===== RAW DATA =====

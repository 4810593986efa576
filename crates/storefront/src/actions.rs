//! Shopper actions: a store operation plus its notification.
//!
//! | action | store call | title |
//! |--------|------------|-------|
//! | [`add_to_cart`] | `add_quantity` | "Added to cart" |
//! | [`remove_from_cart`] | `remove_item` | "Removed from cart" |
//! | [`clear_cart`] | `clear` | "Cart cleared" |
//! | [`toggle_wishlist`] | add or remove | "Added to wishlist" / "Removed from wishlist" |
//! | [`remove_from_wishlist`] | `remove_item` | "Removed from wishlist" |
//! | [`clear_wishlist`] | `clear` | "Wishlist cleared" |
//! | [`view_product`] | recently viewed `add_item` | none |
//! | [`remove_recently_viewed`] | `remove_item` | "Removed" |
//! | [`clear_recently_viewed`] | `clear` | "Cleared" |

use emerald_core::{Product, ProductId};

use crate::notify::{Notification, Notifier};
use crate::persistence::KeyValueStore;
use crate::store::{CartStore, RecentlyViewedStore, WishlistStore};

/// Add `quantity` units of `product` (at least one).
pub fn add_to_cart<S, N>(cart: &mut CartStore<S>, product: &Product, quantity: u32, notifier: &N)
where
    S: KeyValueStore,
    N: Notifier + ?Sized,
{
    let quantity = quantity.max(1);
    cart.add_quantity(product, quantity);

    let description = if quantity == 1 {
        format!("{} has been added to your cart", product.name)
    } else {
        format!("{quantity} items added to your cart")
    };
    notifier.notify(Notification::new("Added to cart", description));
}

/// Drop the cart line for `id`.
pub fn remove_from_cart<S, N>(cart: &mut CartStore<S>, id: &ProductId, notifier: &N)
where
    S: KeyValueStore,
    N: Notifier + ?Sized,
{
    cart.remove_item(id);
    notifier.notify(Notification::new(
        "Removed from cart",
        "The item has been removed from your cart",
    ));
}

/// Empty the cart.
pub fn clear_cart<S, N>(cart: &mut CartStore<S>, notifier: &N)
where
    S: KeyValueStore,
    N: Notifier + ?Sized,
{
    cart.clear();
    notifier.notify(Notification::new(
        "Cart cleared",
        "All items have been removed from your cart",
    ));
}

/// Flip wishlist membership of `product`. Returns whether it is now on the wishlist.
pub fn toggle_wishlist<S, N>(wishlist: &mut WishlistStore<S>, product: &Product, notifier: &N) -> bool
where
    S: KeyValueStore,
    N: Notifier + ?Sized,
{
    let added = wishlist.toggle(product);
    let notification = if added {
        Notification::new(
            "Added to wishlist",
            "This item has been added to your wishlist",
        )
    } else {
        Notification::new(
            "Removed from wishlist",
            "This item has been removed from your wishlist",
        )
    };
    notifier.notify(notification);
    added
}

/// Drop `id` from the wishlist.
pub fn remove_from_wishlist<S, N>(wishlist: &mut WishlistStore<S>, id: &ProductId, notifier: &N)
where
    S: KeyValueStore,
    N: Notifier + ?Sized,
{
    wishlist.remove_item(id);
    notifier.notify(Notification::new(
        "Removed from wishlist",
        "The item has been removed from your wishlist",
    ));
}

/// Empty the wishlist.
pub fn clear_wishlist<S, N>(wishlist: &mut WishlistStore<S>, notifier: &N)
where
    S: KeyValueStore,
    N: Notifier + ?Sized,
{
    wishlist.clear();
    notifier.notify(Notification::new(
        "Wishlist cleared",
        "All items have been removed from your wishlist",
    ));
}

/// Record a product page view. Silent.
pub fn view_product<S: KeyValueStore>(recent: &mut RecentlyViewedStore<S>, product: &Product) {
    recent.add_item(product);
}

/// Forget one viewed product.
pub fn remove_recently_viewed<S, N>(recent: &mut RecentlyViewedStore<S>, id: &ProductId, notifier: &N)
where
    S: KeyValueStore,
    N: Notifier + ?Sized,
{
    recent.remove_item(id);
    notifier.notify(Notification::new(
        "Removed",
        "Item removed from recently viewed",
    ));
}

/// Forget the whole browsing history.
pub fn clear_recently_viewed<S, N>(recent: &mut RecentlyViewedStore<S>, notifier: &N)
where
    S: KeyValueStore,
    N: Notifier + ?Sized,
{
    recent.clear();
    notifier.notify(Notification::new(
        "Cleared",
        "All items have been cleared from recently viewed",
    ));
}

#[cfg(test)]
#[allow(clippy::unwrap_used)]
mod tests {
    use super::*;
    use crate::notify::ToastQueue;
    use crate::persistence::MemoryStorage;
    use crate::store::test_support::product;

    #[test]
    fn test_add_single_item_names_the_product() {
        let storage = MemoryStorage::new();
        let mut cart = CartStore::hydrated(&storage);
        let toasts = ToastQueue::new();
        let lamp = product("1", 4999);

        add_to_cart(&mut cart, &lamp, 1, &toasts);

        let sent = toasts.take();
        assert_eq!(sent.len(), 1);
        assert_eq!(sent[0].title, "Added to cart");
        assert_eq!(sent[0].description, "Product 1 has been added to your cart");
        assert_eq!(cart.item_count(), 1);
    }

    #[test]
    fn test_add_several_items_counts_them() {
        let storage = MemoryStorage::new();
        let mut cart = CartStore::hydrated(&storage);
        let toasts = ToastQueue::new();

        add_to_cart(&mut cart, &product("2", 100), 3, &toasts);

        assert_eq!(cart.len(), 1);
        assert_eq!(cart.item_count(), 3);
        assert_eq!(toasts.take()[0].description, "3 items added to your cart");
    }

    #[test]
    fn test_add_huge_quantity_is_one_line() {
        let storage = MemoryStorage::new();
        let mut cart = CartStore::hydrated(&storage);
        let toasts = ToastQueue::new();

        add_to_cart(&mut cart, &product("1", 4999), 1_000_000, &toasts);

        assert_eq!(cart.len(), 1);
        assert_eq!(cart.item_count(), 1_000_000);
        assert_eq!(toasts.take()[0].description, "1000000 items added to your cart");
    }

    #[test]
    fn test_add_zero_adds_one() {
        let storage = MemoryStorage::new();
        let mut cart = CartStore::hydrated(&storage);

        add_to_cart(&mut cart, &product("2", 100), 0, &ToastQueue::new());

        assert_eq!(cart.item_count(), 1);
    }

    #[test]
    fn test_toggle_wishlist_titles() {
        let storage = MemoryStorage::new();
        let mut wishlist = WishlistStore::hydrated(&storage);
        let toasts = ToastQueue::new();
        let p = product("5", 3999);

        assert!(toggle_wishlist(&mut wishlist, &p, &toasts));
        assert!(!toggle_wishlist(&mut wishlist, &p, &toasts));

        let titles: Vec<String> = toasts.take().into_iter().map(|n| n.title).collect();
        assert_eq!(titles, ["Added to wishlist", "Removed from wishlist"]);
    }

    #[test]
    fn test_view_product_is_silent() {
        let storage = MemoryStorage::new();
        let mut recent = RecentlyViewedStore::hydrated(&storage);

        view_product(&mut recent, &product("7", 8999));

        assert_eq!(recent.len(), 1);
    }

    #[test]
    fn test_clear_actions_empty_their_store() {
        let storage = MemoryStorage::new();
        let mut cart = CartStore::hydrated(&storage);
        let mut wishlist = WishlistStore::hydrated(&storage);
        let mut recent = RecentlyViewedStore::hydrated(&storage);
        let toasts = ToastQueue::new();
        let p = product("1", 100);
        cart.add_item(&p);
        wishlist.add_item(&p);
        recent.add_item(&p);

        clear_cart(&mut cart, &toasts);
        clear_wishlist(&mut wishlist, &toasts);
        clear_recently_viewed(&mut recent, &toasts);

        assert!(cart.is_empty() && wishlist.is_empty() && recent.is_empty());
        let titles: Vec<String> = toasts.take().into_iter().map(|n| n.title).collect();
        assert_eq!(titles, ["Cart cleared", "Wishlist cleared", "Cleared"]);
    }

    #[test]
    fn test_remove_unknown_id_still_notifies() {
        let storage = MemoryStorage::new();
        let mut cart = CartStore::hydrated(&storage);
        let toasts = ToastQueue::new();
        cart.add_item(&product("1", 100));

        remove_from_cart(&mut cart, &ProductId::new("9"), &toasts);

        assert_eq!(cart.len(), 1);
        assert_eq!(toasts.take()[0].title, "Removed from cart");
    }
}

=====
===== RAW DATA =====

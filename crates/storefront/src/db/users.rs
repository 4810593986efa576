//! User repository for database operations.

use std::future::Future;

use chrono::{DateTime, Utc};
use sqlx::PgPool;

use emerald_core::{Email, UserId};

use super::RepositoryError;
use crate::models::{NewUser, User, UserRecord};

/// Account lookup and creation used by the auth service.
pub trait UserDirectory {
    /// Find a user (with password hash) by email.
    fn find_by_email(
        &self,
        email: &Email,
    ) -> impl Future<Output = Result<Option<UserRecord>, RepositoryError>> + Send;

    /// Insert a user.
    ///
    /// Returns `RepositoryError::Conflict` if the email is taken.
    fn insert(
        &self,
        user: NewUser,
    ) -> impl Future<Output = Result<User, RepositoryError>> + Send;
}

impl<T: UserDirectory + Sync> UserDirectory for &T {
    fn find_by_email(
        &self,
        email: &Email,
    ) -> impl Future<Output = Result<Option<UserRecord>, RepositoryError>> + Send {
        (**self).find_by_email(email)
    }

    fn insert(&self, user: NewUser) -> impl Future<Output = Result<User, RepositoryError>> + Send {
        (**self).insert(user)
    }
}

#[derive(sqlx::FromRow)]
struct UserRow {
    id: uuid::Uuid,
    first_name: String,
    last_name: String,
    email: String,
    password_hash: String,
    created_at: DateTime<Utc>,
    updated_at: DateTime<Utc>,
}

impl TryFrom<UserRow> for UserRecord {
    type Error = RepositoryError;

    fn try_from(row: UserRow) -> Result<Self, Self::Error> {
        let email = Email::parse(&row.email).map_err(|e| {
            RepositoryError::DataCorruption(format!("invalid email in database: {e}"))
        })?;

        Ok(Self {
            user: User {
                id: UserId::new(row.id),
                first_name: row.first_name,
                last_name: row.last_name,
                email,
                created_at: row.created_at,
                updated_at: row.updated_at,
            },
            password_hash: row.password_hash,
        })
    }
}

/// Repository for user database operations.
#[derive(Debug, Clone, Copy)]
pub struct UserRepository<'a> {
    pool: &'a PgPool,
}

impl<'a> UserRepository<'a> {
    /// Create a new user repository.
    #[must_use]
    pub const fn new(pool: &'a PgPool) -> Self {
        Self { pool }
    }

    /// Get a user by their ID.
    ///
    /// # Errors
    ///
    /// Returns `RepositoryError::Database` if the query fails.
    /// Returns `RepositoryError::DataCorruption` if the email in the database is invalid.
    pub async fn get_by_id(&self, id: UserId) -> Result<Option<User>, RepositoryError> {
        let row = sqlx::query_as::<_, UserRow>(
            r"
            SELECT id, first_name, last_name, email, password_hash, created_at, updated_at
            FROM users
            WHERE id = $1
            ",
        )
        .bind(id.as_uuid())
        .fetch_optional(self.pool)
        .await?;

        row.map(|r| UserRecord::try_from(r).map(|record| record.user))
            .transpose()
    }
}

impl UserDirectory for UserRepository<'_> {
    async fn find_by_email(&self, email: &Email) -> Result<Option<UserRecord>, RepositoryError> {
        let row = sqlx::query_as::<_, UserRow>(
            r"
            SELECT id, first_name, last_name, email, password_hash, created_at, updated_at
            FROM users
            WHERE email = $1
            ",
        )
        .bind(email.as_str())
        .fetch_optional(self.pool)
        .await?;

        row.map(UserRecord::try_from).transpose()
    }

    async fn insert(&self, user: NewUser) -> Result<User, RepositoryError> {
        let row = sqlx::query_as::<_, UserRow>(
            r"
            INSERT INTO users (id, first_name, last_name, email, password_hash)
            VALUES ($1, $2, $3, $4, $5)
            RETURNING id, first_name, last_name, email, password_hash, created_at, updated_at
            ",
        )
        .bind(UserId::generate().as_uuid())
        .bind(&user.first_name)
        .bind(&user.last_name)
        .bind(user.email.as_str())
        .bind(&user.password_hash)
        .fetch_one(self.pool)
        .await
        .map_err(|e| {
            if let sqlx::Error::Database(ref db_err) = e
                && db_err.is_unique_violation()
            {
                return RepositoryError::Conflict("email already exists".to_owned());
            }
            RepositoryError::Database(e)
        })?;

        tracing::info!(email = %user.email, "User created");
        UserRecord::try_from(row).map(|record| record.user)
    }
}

=====
===== RAW DATA =====

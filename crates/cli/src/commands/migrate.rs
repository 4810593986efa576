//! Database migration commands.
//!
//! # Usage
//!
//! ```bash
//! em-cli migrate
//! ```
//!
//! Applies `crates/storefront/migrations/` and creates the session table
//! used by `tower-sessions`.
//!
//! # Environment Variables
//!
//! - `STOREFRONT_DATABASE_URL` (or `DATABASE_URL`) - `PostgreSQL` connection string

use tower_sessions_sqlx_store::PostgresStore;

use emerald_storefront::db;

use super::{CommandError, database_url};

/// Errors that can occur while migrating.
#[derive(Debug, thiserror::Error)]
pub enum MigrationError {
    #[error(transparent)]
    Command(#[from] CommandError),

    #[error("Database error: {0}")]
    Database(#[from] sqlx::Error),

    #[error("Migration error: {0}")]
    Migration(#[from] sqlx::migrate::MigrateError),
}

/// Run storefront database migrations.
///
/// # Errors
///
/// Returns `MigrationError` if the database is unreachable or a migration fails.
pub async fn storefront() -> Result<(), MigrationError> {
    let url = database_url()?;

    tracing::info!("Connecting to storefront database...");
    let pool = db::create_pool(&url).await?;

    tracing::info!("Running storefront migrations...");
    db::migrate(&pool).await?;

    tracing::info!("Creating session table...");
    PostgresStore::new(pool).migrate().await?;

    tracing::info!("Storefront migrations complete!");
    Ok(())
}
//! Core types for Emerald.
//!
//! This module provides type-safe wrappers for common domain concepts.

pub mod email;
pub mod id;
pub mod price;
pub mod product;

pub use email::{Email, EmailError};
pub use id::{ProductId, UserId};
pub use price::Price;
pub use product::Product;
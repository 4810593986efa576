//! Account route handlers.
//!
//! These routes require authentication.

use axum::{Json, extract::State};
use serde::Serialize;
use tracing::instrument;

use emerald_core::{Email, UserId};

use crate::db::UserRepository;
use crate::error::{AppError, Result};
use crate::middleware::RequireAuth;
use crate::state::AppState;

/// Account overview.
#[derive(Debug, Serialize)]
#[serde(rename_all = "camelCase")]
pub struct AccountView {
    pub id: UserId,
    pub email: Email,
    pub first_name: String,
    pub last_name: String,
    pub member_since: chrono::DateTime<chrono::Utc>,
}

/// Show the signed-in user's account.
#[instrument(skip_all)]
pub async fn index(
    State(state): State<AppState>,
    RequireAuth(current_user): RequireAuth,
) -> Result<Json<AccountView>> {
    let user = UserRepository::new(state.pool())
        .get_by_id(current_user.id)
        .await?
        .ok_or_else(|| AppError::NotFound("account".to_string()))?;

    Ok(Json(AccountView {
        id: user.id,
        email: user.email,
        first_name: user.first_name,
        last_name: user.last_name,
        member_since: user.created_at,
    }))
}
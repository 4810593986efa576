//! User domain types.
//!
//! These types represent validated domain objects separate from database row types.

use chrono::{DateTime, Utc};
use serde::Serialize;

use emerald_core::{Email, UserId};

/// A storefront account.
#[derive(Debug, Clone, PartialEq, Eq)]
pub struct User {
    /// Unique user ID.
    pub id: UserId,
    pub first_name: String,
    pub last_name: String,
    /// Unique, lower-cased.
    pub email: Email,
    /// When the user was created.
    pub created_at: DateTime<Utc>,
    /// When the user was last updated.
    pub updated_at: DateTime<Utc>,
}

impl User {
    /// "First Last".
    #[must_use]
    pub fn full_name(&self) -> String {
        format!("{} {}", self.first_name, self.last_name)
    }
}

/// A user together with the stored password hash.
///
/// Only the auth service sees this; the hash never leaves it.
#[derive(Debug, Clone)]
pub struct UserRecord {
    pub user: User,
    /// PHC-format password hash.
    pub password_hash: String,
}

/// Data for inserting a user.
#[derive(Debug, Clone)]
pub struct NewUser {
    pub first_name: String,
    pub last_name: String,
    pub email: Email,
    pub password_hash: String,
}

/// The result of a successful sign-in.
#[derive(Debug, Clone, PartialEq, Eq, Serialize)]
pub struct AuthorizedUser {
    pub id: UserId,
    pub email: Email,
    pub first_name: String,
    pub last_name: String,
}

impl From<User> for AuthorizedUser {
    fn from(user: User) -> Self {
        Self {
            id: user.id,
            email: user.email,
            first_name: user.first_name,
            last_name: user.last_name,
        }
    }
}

=====

Each line above that contains the word "filename" must be copied.

filename crates/storefront/src/actions.rs
filename crates/storefront/src/db/users.rs
filename crates/cli/src/commands/migrate.rs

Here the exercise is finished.